The OAS should be considering ejecting the U.S., not Venezuela, Canadian journalist Joe Emersberger argued in a Mar. 28 Telesur op-ed. “Long before Trump, the case for kicking the United States out of the OAS because of its aggression against other states in the region was overwhelming,” he wrote. “Set aside the hundreds of thousands of people who were murdered during the 20th century because of the U.S. government’s savage opposition to progressive reform in Latin America. Restrict yourself to considering the U.S. government’s record in the 21st century alone… Venezuela (2002), Haiti (2004), Honduras (2009), Paraguay (2012), and Brazil (2016). Four were successful.”
Of those coups d’état, “the 2004 coup in Haiti is by far the worst act of aggression by the U.S. against a member state of the OAS in the 21st century,” Emersberger writes. “U.S. troops kidnapped the elected president, Jean Bertrand Aristide, in the early hours of the morning on Feb. 29, 2004, and flew him off to the Central African Republic. Canadian troops secured the airport while it happened. For two years, under the dictatorship of Gerard Latortue, thousands of Aristide’s supporters were murdered. Jeb Sprague and Peter Hallward, who provided two of the most thorough accounts of the period, explained how the OAS discredited free and fair elections in 2000 which provided the pretext for U.S.-led economic sanctions that helped set the stage for the coup.”
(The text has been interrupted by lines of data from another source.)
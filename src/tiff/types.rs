//! Core TIFF data structures

use crate::io::byte_order::ByteOrder;
use crate::tiff::ifd::IFD;
use std::fmt;

/// Represents a TIFF file with its Image File Directories (IFDs)
#[derive(Debug)]
pub struct TIFF {
    /// Image File Directories in the TIFF file
    pub ifds: Vec<IFD>,
    /// Whether this is a BigTIFF format
    pub is_big_tiff: bool,
    /// Byte order of every multi-byte value in the file
    pub byte_order: ByteOrder,
}

impl TIFF {
    /// Creates a new empty TIFF structure
    pub fn new(is_big_tiff: bool, byte_order: ByteOrder) -> Self {
        TIFF {
            ifds: Vec::new(),
            is_big_tiff,
            byte_order,
        }
    }

    /// Returns the main (first full-resolution) IFD if available
    pub fn main_ifd(&self) -> Option<&IFD> {
        self.ifds.iter()
            .find(|ifd| !ifd.is_overview())
            .or_else(|| self.ifds.first())
    }

    /// Returns the number of IFDs in the TIFF file
    pub fn ifd_count(&self) -> usize {
        self.ifds.len()
    }
}

impl fmt::Display for TIFF {
    fn fmt(&self, f: &mut fmt::Formatter<'_>) -> fmt::Result {
        write!(f, "{} ({}), {} IFDs",
               if self.is_big_tiff { "BigTIFF" } else { "TIFF" },
               self.byte_order.name(),
               self.ifds.len())
    }
}
//! Raster access for chip extraction
//!
//! Georeferencing, windows and the `RasterSource` trait, with a GeoTIFF
//! implementation and an in-memory one.

pub mod window;
pub mod transform;
pub mod source;
pub mod sample;
pub mod block_reader;
pub mod geotiff;
pub mod memory;

pub use geotiff::{GeoTiffRaster, RasterInfo};
pub use memory::MemoryRaster;
pub use source::RasterSource;
pub use transform::{GeoTransform, PixelIndex};
pub use window::Window;
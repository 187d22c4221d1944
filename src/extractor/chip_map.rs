//! Extraction results keyed by coordinate

use log::debug;
use ndarray_npy::write_npy;
use std::collections::btree_map::{self, BTreeMap};
use std::fs;
use std::path::{Path, PathBuf};

use crate::coordinate::Coordinate;
use crate::errors::{ChipError, ChipResult};

use super::periods::Chip;

/// The chips extracted for one coordinate and the tile they came from
#[derive(Debug, Clone, PartialEq)]
pub struct ChipSample {
    /// Tile that produced the chips
    pub source: PathBuf,
    /// One chip per period, in band order
    pub periods: Vec<Chip>,
}

impl ChipSample {
    pub fn new(source: impl Into<PathBuf>, periods: Vec<Chip>) -> Self {
        ChipSample { source: source.into(), periods }
    }

    pub fn source(&self) -> &Path {
        &self.source
    }

    /// Number of periods
    pub fn len(&self) -> usize {
        self.periods.len()
    }

    pub fn is_empty(&self) -> bool {
        self.periods.is_empty()
    }
}

/// Coordinate → chips mapping, iterated in coordinate order
#[derive(Debug, Clone, Default, PartialEq)]
pub struct ChipMap {
    samples: BTreeMap<Coordinate, ChipSample>,
}

impl ChipMap {
    pub fn new() -> Self {
        Self::default()
    }

    /// Store the chips for a coordinate, returning what they replace
    pub fn insert(&mut self, coordinate: Coordinate, sample: ChipSample) -> Option<ChipSample> {
        self.samples.insert(coordinate, sample)
    }

    pub fn get(&self, coordinate: &Coordinate) -> Option<&ChipSample> {
        self.samples.get(coordinate)
    }

    pub fn contains(&self, coordinate: &Coordinate) -> bool {
        self.samples.contains_key(coordinate)
    }

    pub fn len(&self) -> usize {
        self.samples.len()
    }

    pub fn is_empty(&self) -> bool {
        self.samples.is_empty()
    }

    pub fn iter(&self) -> btree_map::Iter<'_, Coordinate, ChipSample> {
        self.samples.iter()
    }

    pub fn coordinates(&self) -> impl Iterator<Item = &Coordinate> {
        self.samples.keys()
    }

    /// Write every chip as an NPY file
    ///
    /// Chips for a coordinate go to `<output_dir>/<x>_<y>/period_<k>.npy`
    /// as `<f8` arrays of shape `(bands, size, size)`.
    ///
    /// # Returns
    /// The number of files written
    pub fn save_npy(&self, output_dir: &Path) -> ChipResult<usize> {
        let mut written = 0;
        for (coordinate, sample) in &self.samples {
            let dir = output_dir.join(format!("{}_{}", coordinate.x, coordinate.y));
            fs::create_dir_all(&dir)?;

            for (k, chip) in sample.periods.iter().enumerate() {
                let path = dir.join(format!("period_{}.npy", k));
                write_npy(&path, chip).map_err(|source| ChipError::Npy { path, source })?;
                written += 1;
            }
            debug!("Saved {} chips for {} to {}", sample.len(), coordinate, dir.display());
        }
        Ok(written)
    }
}

impl IntoIterator for ChipMap {
    type Item = (Coordinate, ChipSample);
    type IntoIter = btree_map::IntoIter<Coordinate, ChipSample>;

    fn into_iter(self) -> Self::IntoIter {
        self.samples.into_iter()
    }
}

impl<'a> IntoIterator for &'a ChipMap {
    type Item = (&'a Coordinate, &'a ChipSample);
    type IntoIter = btree_map::Iter<'a, Coordinate, ChipSample>;

    fn into_iter(self) -> Self::IntoIter {
        self.samples.iter()
    }
}

#[cfg(test)]
mod tests {
    use super::*;
    use ndarray::Array3;

    #[test]
    fn insert_replaces_earlier_sample() {
        let mut map = ChipMap::new();
        let coordinate = Coordinate::new(1.0, 2.0);

        assert!(map.insert(coordinate, ChipSample::new("a.tif", vec![Array3::zeros((1, 1, 1))])).is_none());
        let previous = map.insert(coordinate, ChipSample::new("b.tif", vec![Array3::ones((1, 1, 1))]));

        assert_eq!(previous.unwrap().source(), Path::new("a.tif"));
        assert_eq!(map.len(), 1);
        assert_eq!(map.get(&coordinate).unwrap().source(), Path::new("b.tif"));
    }

    #[test]
    fn saves_one_file_per_period() {
        let dir = tempfile::tempdir().unwrap();
        let mut map = ChipMap::new();
        map.insert(Coordinate::new(-74.5, 40.25),
                   ChipSample::new("a.tif", vec![Array3::zeros((2, 3, 3)), Array3::ones((2, 3, 3))]));

        assert_eq!(map.save_npy(dir.path()).unwrap(), 2);
        assert!(dir.path().join("-74.5_40.25").join("period_0.npy").is_file());
        assert!(dir.path().join("-74.5_40.25").join("period_1.npy").is_file());
    }

    #[test]
    fn saved_chips_load_back_unchanged() {
        let dir = tempfile::tempdir().unwrap();
        let chip = Array3::from_shape_fn((2, 3, 3), |(b, r, c)| (b * 9 + r * 3 + c) as f64 + 0.5);
        let mut map = ChipMap::new();
        map.insert(Coordinate::new(1.5, 8.5), ChipSample::new("a.tif", vec![chip.clone()]));
        map.save_npy(dir.path()).unwrap();

        let loaded: Array3<f64> = ndarray_npy::read_npy(dir.path().join("1.5_8.5").join("period_0.npy")).unwrap();
        assert_eq!(loaded, chip);
    }

    #[test]
    fn unwritable_output_is_an_npy_error() {
        let dir = tempfile::tempdir().unwrap();
        let mut map = ChipMap::new();
        map.insert(Coordinate::new(0.0, 0.0), ChipSample::new("a.tif", vec![Array3::zeros((1, 1, 1))]));
        std::fs::create_dir_all(dir.path().join("0_0").join("period_0.npy")).unwrap();

        assert!(matches!(map.save_npy(dir.path()), Err(ChipError::Npy { .. })));
    }
}
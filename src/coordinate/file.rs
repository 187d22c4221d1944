//! Coordinates document loading
//!
//! The document is a GeoJSON-like object whose `coordinates` member holds
//! `[x, y]` pairs, e.g. a MultiPoint geometry:
//!
//! ```json
//! {"type": "MultiPoint", "coordinates": [[-74.79, 40.94], [-74.80, 40.95]]}
//! ```
//!
//! Other members are ignored.

use log::debug;
use serde::{Deserialize, Serialize};
use std::fs;
use std::path::Path;

use crate::errors::ChipResult;

use super::point::Coordinate;

/// Serialized form of the coordinates document
#[derive(Debug, Clone, PartialEq, Serialize, Deserialize)]
pub struct CoordinateFile {
    pub coordinates: Vec<[f64; 2]>,
}

impl CoordinateFile {
    /// The coordinates in document order
    pub fn to_coordinates(&self) -> Vec<Coordinate> {
        self.coordinates.iter().copied().map(Coordinate::from).collect()
    }
}

/// Parse a coordinates document from a string
pub fn parse_coordinates(content: &str) -> ChipResult<Vec<Coordinate>> {
    let file: CoordinateFile = serde_json::from_str(content)?;
    Ok(file.to_coordinates())
}

/// Load the coordinates document at `path`
///
/// Duplicate pairs are kept; they resolve to the same result key.
pub fn load_coordinates(path: &Path) -> ChipResult<Vec<Coordinate>> {
    let content = fs::read_to_string(path)?;
    let coordinates = parse_coordinates(&content)?;
    debug!("Loaded {} coordinates from {}", coordinates.len(), path.display());
    Ok(coordinates)
}
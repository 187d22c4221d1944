//! Tests for the TIFF reader and block decoding

extern crate std;

use byteorder::{BigEndian, ByteOrder as Endian, LittleEndian};
use std::io::Cursor;

use ndarray::Array3;

use crate::errors::ChipError;
use crate::io::byte_order::ByteOrder;
use crate::raster::block_reader::BlockReader;
use crate::raster::geotiff::GeoTiffRaster;
use crate::raster::transform::GeoTransform;
use crate::raster::window::Window;
use crate::tiff::builder::GeoTiffBuilder;
use crate::tiff::constants::tags;
use crate::tiff::reader::TiffReader;

use super::test_utils::{create_geotiff_buffer, create_test_bigtiff_buffer, create_test_tiff_buffer};

#[test]
fn test_read_classic_tiff_structure() {
    let mut cursor = create_test_tiff_buffer();
    let mut reader = TiffReader::new();

    let tiff = reader.read(&mut cursor).unwrap();
    std::assert!(!tiff.is_big_tiff);
    std::assert_eq!(tiff.byte_order, ByteOrder::LittleEndian);
    std::assert_eq!(tiff.ifd_count(), 1);
    std::assert_eq!(tiff.main_ifd().unwrap().get_dimensions(), Some((800, 600)));
}

#[test]
fn test_read_bigtiff_structure() {
    let mut cursor = create_test_bigtiff_buffer();
    let mut reader = TiffReader::new();

    let tiff = reader.read(&mut cursor).unwrap();
    std::assert!(tiff.is_big_tiff);
    std::assert!(reader.is_big_tiff());
    std::assert_eq!(tiff.main_ifd().unwrap().get_dimensions(), Some((1024, 768)));
}

#[test]
fn test_invalid_byte_order_is_rejected() {
    let mut cursor = Cursor::new(vec![0x12, 0x34, 42, 0, 8, 0, 0, 0]);
    std::assert!(TiffReader::new().read(&mut cursor).is_err());
}

#[test]
fn test_unknown_version_is_rejected() {
    let mut cursor = Cursor::new(vec![0x49, 0x49, 44, 0, 8, 0, 0, 0]);
    std::assert!(TiffReader::new().read(&mut cursor).is_err());
}

fn check_geotiff_buffer(mut cursor: Cursor<Vec<u8>>, expected_order: ByteOrder) {
    let mut reader = TiffReader::new();
    let tiff = reader.read(&mut cursor).unwrap();
    std::assert_eq!(tiff.byte_order, expected_order);
    let ifd = tiff.main_ifd().unwrap();

    // Inline SHORT pair decoded in file byte order
    let bits = reader.read_tag_values(&mut cursor, ifd, tags::BITS_PER_SAMPLE).unwrap();
    std::assert_eq!(bits, vec![8, 8]);
    std::assert_eq!(ifd.get_samples_per_pixel(), 2);

    let tiepoint = reader.read_tag_f64_values(&mut cursor, ifd, tags::MODEL_TIEPOINT_TAG).unwrap();
    std::assert_eq!(tiepoint, vec![0.0, 0.0, 0.0, 100.0, 200.0, 0.0]);

    let blocks = BlockReader::from_ifd(&mut cursor, &reader, ifd, tiff.byte_order).unwrap();
    let data = blocks.read_window(&mut cursor, &Window::square(0, 0, 2)).unwrap();
    std::assert_eq!(data.dim(), (2, 2, 2));
    std::assert_eq!(data[[0, 0, 0]], 1.0);
    std::assert_eq!(data[[0, 1, 1]], 4.0);
    std::assert_eq!(data[[1, 0, 1]], 20.0);
    std::assert_eq!(data[[1, 1, 0]], 30.0);
}

#[test]
fn test_read_little_endian_geotiff() {
    check_geotiff_buffer(create_geotiff_buffer::<LittleEndian>(*b"II"), ByteOrder::LittleEndian);
}

#[test]
fn test_read_big_endian_geotiff() {
    check_geotiff_buffer(create_geotiff_buffer::<BigEndian>(*b"MM"), ByteOrder::BigEndian);
}

#[test]
fn test_window_past_edge_reads_zero() {
    let mut cursor = create_geotiff_buffer::<LittleEndian>(*b"II");
    let mut reader = TiffReader::new();
    let tiff = reader.read(&mut cursor).unwrap();
    let ifd = tiff.main_ifd().unwrap();
    let blocks = BlockReader::from_ifd(&mut cursor, &reader, ifd, tiff.byte_order).unwrap();

    let data = blocks.read_window(&mut cursor, &Window::square(1, -1, 2)).unwrap();
    std::assert_eq!(data[[0, 0, 0]], 0.0);
    std::assert_eq!(data[[0, 0, 1]], 0.0);
    std::assert_eq!(data[[0, 1, 0]], 2.0);
    std::assert_eq!(data[[0, 1, 1]], 0.0);
}

#[test]
fn test_truncated_strip_is_an_error() {
    let cursor = create_geotiff_buffer::<LittleEndian>(*b"II");
    let mut bytes = cursor.into_inner();
    bytes.truncate(140);
    let mut cursor = Cursor::new(bytes);

    let mut reader = TiffReader::new();
    let tiff = reader.read(&mut cursor).unwrap();
    let ifd = tiff.main_ifd().unwrap();
    let blocks = BlockReader::from_ifd(&mut cursor, &reader, ifd, tiff.byte_order).unwrap();

    std::assert!(blocks.read_window(&mut cursor, &Window::square(0, 0, 2)).is_err());
}

#[test]
fn test_oversized_offsets_table_is_an_error() {
    let cursor = create_geotiff_buffer::<LittleEndian>(*b"II");
    let mut bytes = cursor.into_inner();
    // StripOffsets is the fifth entry; its count field sits 4 bytes in
    let count_at = 8 + 2 + 4 * 12 + 4;
    bytes[count_at..count_at + 4].copy_from_slice(&u32::MAX.to_le_bytes());
    let mut cursor = Cursor::new(bytes);

    let mut reader = TiffReader::new();
    let tiff = reader.read(&mut cursor).unwrap();
    let ifd = tiff.main_ifd().unwrap();
    std::assert_eq!(ifd.get_entry(tags::STRIP_OFFSETS).unwrap().count, u32::MAX as u64);

    std::assert!(reader.read_tag_values(&mut cursor, ifd, tags::STRIP_OFFSETS).is_err());
    std::assert!(BlockReader::from_ifd(&mut cursor, &reader, ifd, tiff.byte_order).is_err());
}

#[test]
fn test_bigtiff_offsets_count_overflow_fails_to_open() {
    let data = Array3::from_elem((1, 4, 4), 1.0);
    let mut bytes = GeoTiffBuilder::new(data, GeoTransform::north_up(0.0, 4.0, 1.0, 1.0))
        .big_tiff(true)
        .to_bytes()
        .unwrap();

    let ifd_offset = LittleEndian::read_u64(&bytes[8..16]) as usize;
    let entry_count = LittleEndian::read_u64(&bytes[ifd_offset..ifd_offset + 8]) as usize;
    let entry_at = (0..entry_count)
        .map(|i| ifd_offset + 8 + i * 20)
        .find(|&at| LittleEndian::read_u16(&bytes[at..at + 2]) == tags::STRIP_OFFSETS)
        .unwrap();
    bytes[entry_at + 4..entry_at + 12].copy_from_slice(&(1u64 << 62).to_le_bytes());

    let dir = tempfile::tempdir().unwrap();
    let path = dir.path().join("corrupt.tif");
    std::fs::write(&path, bytes).unwrap();

    std::assert!(std::matches!(GeoTiffRaster::open(&path), Err(ChipError::Tiff { .. })));
}
//! Window structure for windowed raster reads
//!
//! A window is a rectangle of pixels given by its top-left corner and its
//! size. The corner uses signed coordinates: a coordinate that resolves
//! to a pixel left of or above a tile produces a window with a negative
//! origin, and reads fill the part outside the raster with zeros.

use std::ops::Range;

/// Rectangular pixel window (column/row origin plus size)
#[derive(Debug, Clone, Copy, PartialEq, Eq)]
pub struct Window {
    /// Column of the top-left corner (pixels from left, may be negative)
    pub col_off: i64,

    /// Row of the top-left corner (pixels from top, may be negative)
    pub row_off: i64,

    /// Width of the window in pixels
    pub width: usize,

    /// Height of the window in pixels
    pub height: usize,
}

impl Window {
    /// Create a new window
    ///
    /// # Arguments
    /// * `col_off` - Column of the top-left corner
    /// * `row_off` - Row of the top-left corner
    /// * `width` - Width of the window in pixels
    /// * `height` - Height of the window in pixels
    pub fn new(col_off: i64, row_off: i64, width: usize, height: usize) -> Self {
        Window { col_off, row_off, width, height }
    }

    /// Create a square window of side `size` with its corner at (`col_off`, `row_off`)
    pub fn square(col_off: i64, row_off: i64, size: usize) -> Self {
        Self::new(col_off, row_off, size, size)
    }

    /// Column immediately right of the window (exclusive)
    pub fn end_col(&self) -> i64 {
        self.col_off + self.width as i64
    }

    /// Row immediately below the window (exclusive)
    pub fn end_row(&self) -> i64 {
        self.row_off + self.height as i64
    }

    /// Clip the window against a raster of the given size
    ///
    /// Returns the raster column and row ranges covered by both the window
    /// and the raster, or `None` when they do not overlap.
    pub fn clip_to(&self, raster_width: usize, raster_height: usize) -> Option<(Range<usize>, Range<usize>)> {
        let col_start = self.col_off.max(0);
        let row_start = self.row_off.max(0);
        let col_end = self.end_col().min(raster_width as i64);
        let row_end = self.end_row().min(raster_height as i64);

        if col_start >= col_end || row_start >= row_end {
            return None;
        }

        Some((col_start as usize..col_end as usize, row_start as usize..row_end as usize))
    }
}
//! Raster source abstraction
//!
//! Chip extraction only needs a handful of things from a tile: its size,
//! its band count, a way to turn a coordinate into a pixel and boundless
//! windowed reads. `RasterSource` captures exactly that so the extraction
//! logic can run against decoded GeoTIFFs and in-memory rasters alike.

use ndarray::Array3;

use crate::coordinate::Coordinate;
use crate::errors::ChipResult;

use super::transform::{GeoTransform, PixelIndex};
use super::window::Window;

/// A georeferenced multi-band raster that supports windowed reads
pub trait RasterSource {
    /// Width in pixels
    fn width(&self) -> usize;

    /// Height in pixels
    fn height(&self) -> usize;

    /// Total number of bands
    fn band_count(&self) -> usize;

    /// Pixel → world transform
    fn geo_transform(&self) -> &GeoTransform;

    /// Pixel containing a world coordinate (may lie outside the raster)
    fn index(&self, coordinate: &Coordinate) -> ChipResult<PixelIndex> {
        self.geo_transform().index(coordinate)
    }

    /// Read all bands over a window
    ///
    /// Returns an array of shape `(band_count, window.height, window.width)`.
    /// The window may extend past the raster edges; those cells are 0.
    fn read_window(&mut self, window: &Window) -> ChipResult<Array3<f64>>;
}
In short, “OAS bureaucrats reliably serve the Imperial Rogue State,” Emersberger concludes. “There was, for example, never any threat of suspending Haiti from the OAS when it was under dictatorial rule from 2004 to 2006.”
Despite its participation in MINUSTAH, Bachelet’s Chile has generally been viewed as allied with the progressive governments of Bolivia, Ecuador, and Venezuela. However, today her government is giving its support to the U.S. and Almagro campaign against Nicolas Maduro’s government.
After hours of often heated debate, the Mar. 28 OAS meeting ended with no consensus to censure Venezuela. The Bolivarian Republic’s Deputy Foreign Minister Samuel Moncada began the session arguing that it was “illegal” and represented a violation of the OAS’s non-interventionist founding principles, a position echoed by Bolivia and Nicaragua. At the end of the meeting, Moncada, despite regular interruptions, gave a fiesty reply to Venezuela’s critics, including Mexico, Colombia, Canada, and the United States.
“Moncada closed his speech to a roomful of applause despite being interrupted by Canada’s permanent representative to the OAS, Jennifer May Loten, who denounced allegations that the U.S. rallied support against Venezuela,” the website Venezuela Analysis reported.
Did Bachelet discuss the situation in Venezuela with Jovenel Moïse? Is there a plan afoot to win over Haiti to the nations collaborating with the U.S./Almagro offensive?
Although Haiti commendably stood with Venezuela this week, in the days ahead the Haitian people must watch carefully for any signs that the government of President Jovenel Moïse and his new Prime Minister Jack Guy Lafontant might waver on this issue.